Confinement and control may depend upon the quantity involved and the rate of leakage. Spill confinement measures may include dikes, dams and channels covering the product with the correct type of foam, whether AFFF, regular and fluoroprotein for flammable and combustible liquids, high expansion for corrosives and poisons, and alcohol-type for polar solvents. Controlling small leaks may be handled with numerous plugs or a Chlorine “C” kit.

Extinguishment requires knowledge of the product, adequate quantities of agent, equipment to deliver it with, the time and manpower to safely initiate the operations, sufficient master stream devices for cooling (possibly unmanned or from protected locations) and the procedures to develop the minimum 500 gpm per tank car.

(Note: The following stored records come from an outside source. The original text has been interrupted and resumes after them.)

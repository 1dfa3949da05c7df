//! Config file migration: detect and fill fields added after the file was
//! first written, without touching values the user already set.

use crate::config::Config;
use crate::errors::{AppError, AppResult};
use serde_yaml::Value;
use std::fs;

const EXPECTED_FIELDS: [&str; 4] = ["database", "progress_width", "recent_limit", "show_weekday"];

/// Names of expected fields missing from the given YAML content.
pub fn missing_fields(content: &str) -> Vec<&'static str> {
    let Ok(yaml) = serde_yaml::from_str::<Value>(content) else {
        return EXPECTED_FIELDS.to_vec();
    };

    let Some(map) = yaml.as_mapping() else {
        return EXPECTED_FIELDS.to_vec();
    };

    EXPECTED_FIELDS
        .iter()
        .filter(|field| !map.contains_key(&Value::String(field.to_string())))
        .copied()
        .collect()
}

/// Rewrite the config file with defaults filled in for missing fields.
/// Returns true when the file was changed.
pub fn migrate_config() -> AppResult<bool> {
    let path = Config::config_file();

    if !path.exists() {
        return Err(AppError::Config(format!(
            "Config file not found: {}",
            path.display()
        )));
    }

    let content = fs::read_to_string(&path)?;

    if missing_fields(&content).is_empty() {
        return Ok(false);
    }

    // Round-trip through Config: serde fills the missing fields with their
    // defaults, present values are preserved.
    let cfg: Config = serde_yaml::from_str(&content)
        .map_err(|e| AppError::Config(format!("Cannot parse config file: {e}")))?;
    cfg.save()?;

    Ok(true)
}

Withdrawal of all operating emergency response personnel from the scene is necessary when the situation deteriorates or it is deemed too dangerous to approach the scene. All personnel in a 2500-foot radius should be removed and control lines established.

Rapid termination

A new procedure recently introduced by the EPA is called vent and burn. This operation for burning tank cars calls for placing explosive charges on the tank and detonating them. The advantage of this is the immediate removal of the hazardous commodity. Local incident commanders may want to consider exposures and liabilities before consenting to this operation in their community. The report from this operation at Molino, Fla., states that several tanks were destroyed in a rural area 2 miles from the town rather than maintain a week-long evacuation while the tanks burned out. The fireball was 3000 feet high and a quarter-mile in diameter.

From the available alternative operations, the incident commander must select and implement a plan of action. The safest, most feasible and expedient alternative based on evaluation of the situation, resources and the time constraints should be selected.

The scene commander should seek technical advice if necessary but may need to temper the decision with experience and knowledge of local problems. The National Transportation Safety Board reported recently “….The Somerville accident was the latest in a series of hazardous material spills with which local safety officials have had to cope by trial and error.” Guidelines and technical advice from the federal government, the shipper and others were shown in Somerville to be inadequate, inconsistent, and confusing. (See Fire Engineering, June 1981, p. 11.)

The plan of action must be monitored and changed if necessary. Those officers in charge of the various sectors must report to the incident commander on the progress or lack of it. The plan must be altered-if problems develop. Timely reevaluations will be necessary based on the feedback coming into the command post.

Post-incident operations

Once the incident has been secured, the fire department may have to assist in clean-up operations. They may be called upon for manpower, water supply, ventilation equipment for purging, or exposure protection. Although the fire department is not responsible for clean-up, community safety must be considered.

Decontamination of fire department equipment, apparatus and personnel may be required. This could include on-site washdown and capturing the runoff for proper disposal. Proper solutions for decontamination may have to be prepared based on advice from the manufacturer. Enclosures for containment of initial washdown runoff, containers for discarded protective clothing, showers for personnel, and fresh clothes could be necessary at the incident site.

A final report should be prepared and a critique held. This will enable those within and outside of the department to benefit from the experience. All actions should be detailed in case of subsequent investigations or litigations. Those actions that were favorable should be commended and considered for inclusion in hazardous material operating procedures. These operations that could be improved should be discussed and recommendations should be made for future incidents. Faulty operations should be pointed out, not in a sense of criticism but to prevent others from making the same mistakes during other incidents.